[Date Prev][Date Next][Thread Prev][Thread Next][Date index][Thread index]
Re: implementation of boschloo's test: very slow execution

From	"Joseph Coveney" <[email protected]>
To	"Statalist" <[email protected]>
Subject	Re: implementation of boschloo's test: very slow execution
Date	Fri, 29 Feb 2008 22:17:31 +0900
Eva Poen wrote (excerpted):

I am currently trying to implement the unconditional test for
comparing two binomial proportions by Boschloo. The test is described
e.g. here: http://www.west.asu.edu/rlberge1/papers/comp2x2.pdf (page
3).

The problem with my implementation is that it takes a long time to
execute: for n1=148 and n2=132, it takes roughly 30 minutes on a
reasonably modern machine. I am using Stata 9.2 for this. I was
wondering if anyone could suggest improvements to make it faster.

. . .

I can replicate an example I found in a Biometrics(2003) paper by
Mehrotra et al., so I believe that the calculations are correct. Is
there a way to speed things up inside the nested loop? I'd be greatful
for any hints, as I have to run quite a lot of these tests; time does
matter here.

[excerpted from a follow-up the same day (last Friday)]

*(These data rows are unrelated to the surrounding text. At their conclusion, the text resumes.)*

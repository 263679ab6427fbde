//! CAT archive writer

use std::fs::File;
use std::io::{BufWriter, Write};
use std::path::Path;

use byteorder::{LittleEndian, WriteBytesExt};

use super::{MAX_NAME_LENGTH, TABLE_ENTRY_SIZE};
use crate::error::{Error, Result};

/// CAT archive writer
///
/// Entries are written in insertion order, directly after the index table.
#[derive(Debug, Default)]
pub struct CatWriter {
    entries: Vec<Vec<u8>>,
}

impl CatWriter {
    /// Create an empty writer
    #[must_use]
    pub fn new() -> Self {
        Self::default()
    }

    /// Number of entries added so far
    pub fn len(&self) -> usize {
        self.entries.len()
    }

    pub fn is_empty(&self) -> bool {
        self.entries.is_empty()
    }

    /// Append an entry without a name prefix
    pub fn add_entry(&mut self, data: impl Into<Vec<u8>>) {
        self.entries.push(data.into());
    }

    /// Append an entry preceded by a file name prefix.
    ///
    /// # Errors
    /// Returns [`Error::InvalidEntryName`] if the name is longer than
    /// [`MAX_NAME_LENGTH`] bytes or contains a NUL byte.
    pub fn add_named_entry(&mut self, name: &str, data: &[u8]) -> Result<()> {
        if name.len() > MAX_NAME_LENGTH {
            return Err(Error::InvalidEntryName {
                name: name.to_string(),
                reason: "longer than 56 bytes",
            });
        }
        if name.bytes().any(|b| b == 0) {
            return Err(Error::InvalidEntryName {
                name: name.to_string(),
                reason: "contains a NUL byte",
            });
        }

        let mut entry = Vec::with_capacity(1 + name.len() + data.len());
        entry.push(name.len() as u8);
        entry.extend_from_slice(name.as_bytes());
        entry.extend_from_slice(data);
        self.entries.push(entry);
        Ok(())
    }

    /// Write the archive to any byte sink.
    ///
    /// # Errors
    /// Returns [`Error::ArchiveTooLarge`] if an offset would not fit the
    /// 32-bit index table, or an IO error.
    pub fn write_to<W: Write>(&self, writer: &mut W) -> Result<()> {
        let table_len = self.entries.len() as u64 * TABLE_ENTRY_SIZE;

        let mut offset = table_len;
        for entry in &self.entries {
            let length = entry.len() as u64;
            let end = offset + length;
            if end > u64::from(u32::MAX) {
                return Err(Error::ArchiveTooLarge { size: end });
            }
            writer.write_u32::<LittleEndian>(offset as u32)?;
            writer.write_u32::<LittleEndian>(length as u32)?;
            offset = end;
        }

        for entry in &self.entries {
            writer.write_all(entry)?;
        }

        Ok(())
    }

    /// Write the archive to a file, creating parent directories as needed.
    ///
    /// # Errors
    /// Returns an error if the file cannot be created or written.
    pub fn write_file(&self, output_path: impl AsRef<Path>) -> Result<()> {
        let output_path = output_path.as_ref();

        if let Some(parent) = output_path.parent() {
            std::fs::create_dir_all(parent)?;
        }

        let mut output = BufWriter::new(File::create(output_path)?);
        self.write_to(&mut output)?;
        output.flush()?;

        tracing::debug!(
            "Wrote CAT archive {} ({} entries)",
            output_path.display(),
            self.entries.len()
        );
        Ok(())
    }
}
/// Campaign sequencing: the fixed-order sweep over all resource families
pub mod orchestrator;

pub use orchestrator::{CampaignOrchestrator, CampaignSummary};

It seems to be the case that the most time-consuming thing inside the
nested loop is this product of binomial probability mass functions. Is
there a way outside Mata to speed this bit up?

--------------------------------------------------------------------------------

The approach below stays within Stata 9.2 and speeds things up without going
to Mata.  With it, execution time for Eva's 30-minute example is down to
about 40 seconds on my machine.

The speed-up results from re-formulating the problem:  rather than having
10000-observation dataset in memory and cumulating PH0sum 15000 times over
it, the approach below puts the roster of Fisher-test-qualified two-by-two
tables in memory and then uses the Newton-Raphson method to locate the
function's maximum with arbitrarily high precision.  This requires only a
relative handful of evaluations of the probability mass functions down a
dataset.

Michael Blasnik observed that the p-value-versus-theta function should be
smooth.  It is, and the approach below takes advantage of that.  Michael
also suggested that Eva avoid -tabi- by using -tabulate- and -post-, and the
approach below exploits that tactic, too.  (It turns out that with Eva's
approach avoiding -tabi- didn't seem to make a noticeable difference--almost
all of the time was, as Eva mentioned, spent evaluating PH0sum.  In the
approach below, however, the bulk of the shortened execution time is spent
conducting Fisher-Irwin tests.  There could very well be a shortcut around
exhaustively evaluating the set of less extreme tables.  That would shorten
execution time even further.)

Eva is using Stata 9.2, and so doesn't have the option of using Stata 10's
new Mata optimizing functions.  In light of that, the approach below makes
unconventional use of -ml- as the maximizer.  It returns Boschloo's p-value
in the ereturn scalar for the log-likelihood, e(ll).  (Maybe that's only
fitting, given that Boschloo uses the Fisher-Irwin test's p-value as a test
statistic.)  I resorted to using -ml-, because -amoeba- and -quasi-, two
user-written function-maximizing commands, couldn't reliably find the
maximum.  Even -ml- can experience trouble avoiding converging to local
maxima with fewer than 50, or so, repeated searches in -ml search-
beforehand.  In order to reduce the risk of -ml- settling onto a local
maximum, the default for -ml search-'s repeat option is set to 100. The user
has a choice of using -ml search- or -ml plot- to find a starting value for
theta.  -ml search- with its repeat of 100 takes longer than -ml plot- (44
versus 33 seconds with Eva's example on my desktop PC) despite the latter's
loading classes for the graph.  Experience might warrant lowering or raising
the hard-coded default of 100--a repeat of 50 worked for Eva's example, but
for insurance I've doubled that for the default.  A repeat of 10 doesn't
work reliably:  it resulted in -ml- converging on a local maximum the first
time (start-up random number seed) and on the global maximum in a second run
with the next-in-line random number seed.  The -ml search- bounds and -ml
plot- bounds are both set for a theta from 0.01 to 0.5 by default, although
these are both options for the user.  (At least for Eva's example, a plot
throughout the entire range of theta is symmetric about theta = 0.5, so that
the supremum is present twice in the set.  I don't know whether that's true
in general, and so the bounds are left as options.  Lower bound, upper
bound, or both may be set for both -ml search- and -ml plot- options.)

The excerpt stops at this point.